*** Input data ***

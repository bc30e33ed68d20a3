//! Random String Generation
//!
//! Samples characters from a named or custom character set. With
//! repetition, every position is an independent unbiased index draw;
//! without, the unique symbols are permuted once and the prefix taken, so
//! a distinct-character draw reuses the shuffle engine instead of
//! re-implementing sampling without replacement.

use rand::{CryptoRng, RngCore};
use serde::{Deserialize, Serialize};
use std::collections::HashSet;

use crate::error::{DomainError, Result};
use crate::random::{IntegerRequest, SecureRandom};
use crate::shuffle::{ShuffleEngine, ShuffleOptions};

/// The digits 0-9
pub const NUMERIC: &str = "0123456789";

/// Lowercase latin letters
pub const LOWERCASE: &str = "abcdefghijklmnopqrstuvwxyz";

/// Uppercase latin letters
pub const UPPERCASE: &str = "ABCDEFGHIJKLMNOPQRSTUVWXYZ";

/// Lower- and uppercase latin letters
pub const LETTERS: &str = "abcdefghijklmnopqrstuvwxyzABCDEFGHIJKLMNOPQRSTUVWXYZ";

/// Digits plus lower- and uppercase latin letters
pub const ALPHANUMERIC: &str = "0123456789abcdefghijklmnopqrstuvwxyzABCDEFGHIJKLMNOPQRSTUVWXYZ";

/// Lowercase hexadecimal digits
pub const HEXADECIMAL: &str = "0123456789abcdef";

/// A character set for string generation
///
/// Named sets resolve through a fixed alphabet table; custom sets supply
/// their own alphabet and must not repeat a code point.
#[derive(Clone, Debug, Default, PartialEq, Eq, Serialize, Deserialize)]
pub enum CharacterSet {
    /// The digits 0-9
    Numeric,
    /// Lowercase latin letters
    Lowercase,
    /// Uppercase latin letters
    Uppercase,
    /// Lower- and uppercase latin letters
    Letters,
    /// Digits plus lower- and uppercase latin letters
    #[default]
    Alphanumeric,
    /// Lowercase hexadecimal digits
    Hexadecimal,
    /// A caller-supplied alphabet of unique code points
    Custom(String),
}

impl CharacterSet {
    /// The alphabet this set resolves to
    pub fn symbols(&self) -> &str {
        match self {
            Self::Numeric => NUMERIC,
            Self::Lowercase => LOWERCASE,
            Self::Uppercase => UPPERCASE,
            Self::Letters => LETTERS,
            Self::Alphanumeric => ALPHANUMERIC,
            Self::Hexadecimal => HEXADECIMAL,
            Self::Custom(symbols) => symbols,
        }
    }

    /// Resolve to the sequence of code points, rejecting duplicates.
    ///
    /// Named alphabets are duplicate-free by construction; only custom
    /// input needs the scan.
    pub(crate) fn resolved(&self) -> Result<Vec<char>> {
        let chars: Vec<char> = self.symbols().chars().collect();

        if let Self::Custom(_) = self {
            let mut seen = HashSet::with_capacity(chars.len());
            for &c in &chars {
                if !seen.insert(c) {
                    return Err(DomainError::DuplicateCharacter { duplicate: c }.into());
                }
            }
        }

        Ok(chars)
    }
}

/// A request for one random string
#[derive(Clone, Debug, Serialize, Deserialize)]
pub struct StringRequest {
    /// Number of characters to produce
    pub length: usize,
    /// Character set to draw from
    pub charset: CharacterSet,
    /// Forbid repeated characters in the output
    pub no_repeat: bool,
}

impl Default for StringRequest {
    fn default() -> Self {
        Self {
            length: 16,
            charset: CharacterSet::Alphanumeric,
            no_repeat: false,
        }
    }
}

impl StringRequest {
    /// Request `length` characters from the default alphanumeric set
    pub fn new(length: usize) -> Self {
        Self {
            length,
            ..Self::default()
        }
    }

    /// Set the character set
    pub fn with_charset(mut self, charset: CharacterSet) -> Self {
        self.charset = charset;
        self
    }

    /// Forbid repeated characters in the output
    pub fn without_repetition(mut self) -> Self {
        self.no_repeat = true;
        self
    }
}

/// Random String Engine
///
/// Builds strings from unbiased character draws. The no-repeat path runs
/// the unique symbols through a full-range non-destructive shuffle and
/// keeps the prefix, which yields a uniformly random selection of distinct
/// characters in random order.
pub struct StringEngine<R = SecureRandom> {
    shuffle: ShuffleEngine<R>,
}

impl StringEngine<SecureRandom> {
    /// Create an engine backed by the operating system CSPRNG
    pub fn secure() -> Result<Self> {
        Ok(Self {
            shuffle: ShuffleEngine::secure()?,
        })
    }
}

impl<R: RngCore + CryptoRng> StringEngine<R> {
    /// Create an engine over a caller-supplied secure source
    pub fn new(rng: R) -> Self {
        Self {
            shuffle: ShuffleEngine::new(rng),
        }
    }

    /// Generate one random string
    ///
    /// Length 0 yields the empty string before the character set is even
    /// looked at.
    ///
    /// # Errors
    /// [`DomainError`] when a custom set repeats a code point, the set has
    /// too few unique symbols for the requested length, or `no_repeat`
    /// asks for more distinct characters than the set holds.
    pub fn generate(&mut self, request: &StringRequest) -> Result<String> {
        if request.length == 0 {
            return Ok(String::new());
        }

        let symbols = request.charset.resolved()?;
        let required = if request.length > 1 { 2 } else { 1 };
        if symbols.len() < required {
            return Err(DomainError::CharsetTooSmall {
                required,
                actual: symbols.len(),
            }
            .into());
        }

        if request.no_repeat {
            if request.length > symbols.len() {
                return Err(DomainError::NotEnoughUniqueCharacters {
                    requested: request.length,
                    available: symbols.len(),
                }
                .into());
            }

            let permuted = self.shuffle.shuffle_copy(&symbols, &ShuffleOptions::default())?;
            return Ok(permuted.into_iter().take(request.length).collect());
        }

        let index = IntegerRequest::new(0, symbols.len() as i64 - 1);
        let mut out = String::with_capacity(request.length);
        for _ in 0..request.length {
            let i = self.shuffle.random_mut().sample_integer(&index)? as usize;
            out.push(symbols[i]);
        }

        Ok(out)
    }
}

*** End of Input data ***

[Aim of the exercise] Wherever the string "latin" occurs in the entries, copy that whole line.

[Task response]
/// Lowercase latin letters
/// Uppercase latin letters
/// Lower- and uppercase latin letters
/// Digits plus lower- and uppercase latin letters
    /// Lowercase latin letters
    /// Uppercase latin letters
    /// Lower- and uppercase latin letters
    /// Digits plus lower- and uppercase latin letters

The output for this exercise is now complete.